Cada uno tiene su propia versión de él. Para algunos fue un poeta, para otros un ensayista; otros dicen que fue un bibliófilo, y hay quienes lo definen como un gestor de cultura. Fue padre, amigo y mecenas. Quienes lo conocieron, casi todos, no dudan al hablar de su humildad con el conocimiento, porque era mucho lo que sabía. Nunca se guardó nada para sí mismo, todo lo compartió. Contagió a muchos de su pasión por los libros y siempre sonrió al hablar de ello.

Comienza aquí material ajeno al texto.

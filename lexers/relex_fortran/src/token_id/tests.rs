use pretty_assertions::assert_eq;
use relex_core::{TokenCategory, TokenId};

use super::FortranTokenId;

#[test]
fn categories() {
    assert_eq!(
        FortranTokenId::Whitespace.category(),
        TokenCategory::Whitespace
    );
    assert_eq!(
        FortranTokenId::LineContinuationFixed.category(),
        TokenCategory::Whitespace
    );
    assert_eq!(
        FortranTokenId::LineCommentFixed.category(),
        TokenCategory::Comment
    );
    assert_eq!(FortranTokenId::KwDo.category(), TokenCategory::Keyword);
    assert_eq!(FortranTokenId::KwInt8T.category(), TokenCategory::Keyword);
    assert_eq!(FortranTokenId::DotAnd.category(), TokenCategory::Operator);
    assert_eq!(FortranTokenId::DotTrue.category(), TokenCategory::Literal);
    assert_eq!(FortranTokenId::DotFalse.category(), TokenCategory::Literal);
    assert_eq!(
        FortranTokenId::StringLiteral.category(),
        TokenCategory::Literal
    );
    assert_eq!(
        FortranTokenId::ErrInvalidInteger.category(),
        TokenCategory::Error
    );
}

#[test]
fn fixed_text_spellings() {
    assert_eq!(FortranTokenId::Power.fixed_text(), Some("**"));
    assert_eq!(FortranTokenId::Concat.fixed_text(), Some("//"));
    assert_eq!(FortranTokenId::EqGt.fixed_text(), Some("=>"));
    assert_eq!(FortranTokenId::DoubleColon.fixed_text(), Some("::"));
    assert_eq!(FortranTokenId::DotNeqv.fixed_text(), Some(".neqv."));
    assert_eq!(FortranTokenId::KwEquivalence.fixed_text(), Some("equivalence"));
    assert_eq!(
        FortranTokenId::KwIntLeast64T.fixed_text(),
        Some("int_least64_t")
    );
    assert_eq!(FortranTokenId::Identifier.fixed_text(), None);
    assert_eq!(FortranTokenId::IntLiteral.fixed_text(), None);
    assert_eq!(FortranTokenId::ErrInvalidChar.fixed_text(), None);
}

Todo empezó, aunque ya venía de antes, con un grupo de muchachos que escribían poesía y al que un español apodó como ‘La generación sin nombre’. En ese entonces, Juan Gustavo Cobo Borda no era más que un muchacho. Era poeta y lector, un entusiasta de lo escrito.
Era la década de los 60 y el país se precipitaba con las noticias de la violencia, las dictaduras y las revoluciones. En literatura, el legado de Andrés Caicedo ganaba terreno, se hacía con su lugar, y Gabriel García Márquez y toda esa generación del Boom latinoamericano marcaba la pauta de las letras escritas en español.
Fernando Botero y Alejandro Obregón eran “los artistas” de la época, y Álvaro Mutis era el apoyo de muchos escritores, a la vez que escribía poemas y se pensaba la saga de Maqroll; en Medellín y en Cali, los nadaístas daban de qué hablar, y un tal Manuel Zapata Olivella daba a conocer el lado afro de nuestra esencia. Colombia se erigía bajo la promesa del cambio, y en ese contexto aparecía sigiloso ese joven Cobo Borda, contemplándolo todo.
A finales de 1966, se hablaba en cafés sobre literatura y poesía, se reunían los pintores, los escultores, los aspirantes a cineastas; hablaban los políticos y los arquitectos. En medio de eso, Cobo Borda se hacía amigo de otros tantos inconformes como él, maravillados con la palabra. El grupo, que no era de más de tres, fue creciendo y, de repente, en el patio de una casa, un fotógrafo los retrató para la revista Lámpara, de la Esso colombiana, en la que Fernando Botero había sido director de arte, puesto que luego ocupó Benjamín Villegas. Era 1968 y los jóvenes ya eran siete. Después llegó Jaime Ferrán y los inmortalizó.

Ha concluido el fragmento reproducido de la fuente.